Jesús del Pozo was an Iberian fashion force in the ’70s and ’80s, credited with modernizing Spain’s couture tradition in the post-Franco era. In the 21st century, the designer began to fall into the shadows, and after his death in 2011, his house was acquired by Perfumes y Diseño. Now, thanks to new creative director Josep Font, who also designs a collection under his name, Delpozo is back in the spotlight. For fall, Font was inspired by contemporary architecture (which he studied at university) and Victorian femininity: Think sculptural jackets, wasp-waisted skirts, and voluminous dresses in contrasting colors (nude and flame; camel, black, and emerald)—clothes, he says, for “women who are governed by intelligence and elegance.”
Many young designers have wished for a fairy godmother—someone to wave a magic wand (or exert some industry influence) to propel their career into the stratosphere. Etienne Deroeux, however, is quite content with his actual godmother, Martine Carette, a patternmaker and production supervisor who is now his business partner. “Watching her work is one of the reasons I became interested in fashion,” he says. Deroeux, 24, grew up in the French town of Lille and attended Antwerp’s Royal Academy of Fine Arts and the La Cambre School of Visual Arts in Brussels before heading to New York to assist Matthew Ames. But don’t come to him looking for fairy-tale gowns. For fall, Deroeux presented graphic day wear in printed canvas and melton and double- knit wool.
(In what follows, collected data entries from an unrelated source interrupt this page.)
// crates/server/src/persist.rs
//! Progress-file persistence.
//!
//! Writes are whole-file rewrites (the serialized form is small) made atomic
//! against readers: the snapshot goes to a sibling temp file which is then
//! renamed over the target. Callers serialize writes by holding the
//! dispatcher lock across [`save`].

use std::io;
use std::path::Path;

use taskfleet_core::ProgressStore;

use crate::error::SetupError;

pub async fn save(path: &Path, progress: &ProgressStore) -> io::Result<()> {
    let tmp = path.with_extension("tmp");
    tokio::fs::write(&tmp, progress.to_string()).await?;
    tokio::fs::rename(&tmp, path).await
}

/// Strict load for the setup path: a present-but-broken file fails loudly
/// instead of silently resetting progress.
pub fn load(path: &Path) -> Result<ProgressStore, SetupError> {
    let raw = std::fs::read_to_string(path).map_err(|source| SetupError::ReadProgress {
        path: path.to_path_buf(),
        source,
    })?;
    raw.parse().map_err(|source| SetupError::ParseProgress {
        path: path.to_path_buf(),
        source,
    })
}

#[cfg(test)]
mod tests {
    use super::*;
    use taskfleet_core::ProgressStore;

    #[tokio::test]
    async fn test_save_then_load_round_trips() {
        let dir = tempfile::tempdir().unwrap();
        let path = dir.path().join("progress.txt");

        let store = ProgressStore::with_above(12, [15, 17]);
        save(&path, &store).await.unwrap();
        assert_eq!(load(&path).unwrap(), store);

        // No stray temp file left behind.
        assert!(!path.with_extension("tmp").exists());
    }

    #[tokio::test]
    async fn test_save_overwrites_previous_snapshot() {
        let dir = tempfile::tempdir().unwrap();
        let path = dir.path().join("progress.txt");

        save(&path, &ProgressStore::new(3)).await.unwrap();
        save(&path, &ProgressStore::new(9)).await.unwrap();
        assert_eq!(load(&path).unwrap().floor(), 9);
    }

    #[test]
    fn test_load_missing_file_errors() {
        let dir = tempfile::tempdir().unwrap();
        let err = load(&dir.path().join("absent.txt")).unwrap_err();
        assert!(matches!(err, SetupError::ReadProgress { .. }));
    }

    #[test]
    fn test_load_corrupt_file_errors() {
        let dir = tempfile::tempdir().unwrap();
        let path = dir.path().join("progress.txt");
        std::fs::write(&path, "not a progress file").unwrap();
        let err = load(&path).unwrap_err();
        assert!(matches!(err, SetupError::ParseProgress { .. }));
    }
}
Marco Giugliano and Nicolò Bologna started Marcobologna in 2011 with a few bright pieces of rhinestone jewelry—which makes total sense, given the Italian designers’ proclivity for all things fun and sparkly. They branched out with jewelry-printed T-shirts soon after, and within a year they were producing a full ready-to-wear line. Their fall collection, which was inspired by Elsa Schiaparelli, is driven by the “contrast of romance and fetish.” Glittery hearts show up on gray sweaters and pouf skirts, a pink knit top is set off by a shaggy rose-colored goat-fur chubby, and the brand’s signature rhinestones appear as a floral sprig on the front of a cropped black bomber jacket. “It’s for an upbeat girl,” Bologna says. “She wants to have fun, and she’s not shy about color.”
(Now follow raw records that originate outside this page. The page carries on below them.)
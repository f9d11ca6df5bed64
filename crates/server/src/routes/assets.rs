// crates/server/src/routes/assets.rs
//! Landing page and version delivery. The bundle itself is served straight
//! off disk by `tower-http` (see the router in `lib.rs`).

use axum::extract::State;
use axum::response::Html;

use crate::state::SharedState;

const INDEX_HTML: &str = include_str!("../../static/index.html");

/// GET / - the fleet dashboard, compiled into the binary.
pub async fn index() -> Html<&'static str> {
    Html(INDEX_HTML)
}

/// GET /version - current asset bundle tag, plain text.
pub async fn version(State(state): State<SharedState>) -> String {
    state.config.version.clone()
}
The transparent plastic trench is a mod fashion classic, though the unventilated PVC original left users feeling anything but cool. Making this fashion icon wearable was the starting point for Johanna Senyk and Peter Hornstein, the designers behind the rain-wear line Wanda Nylon. “It had to be comfortable and as ecological as possible, so we spent two years on research and development,” Hornstein says. Design-wise, they found inspiration in Helmut Newton photos and Joanna Cassidy’s replicant wardrobe from the 1982 film Blade Runner. The collection, which debuted in spring 2012, is constructed for maximum breathability and currently includes a clear cape and an aviator jacket in leopard. Bring on the downpour!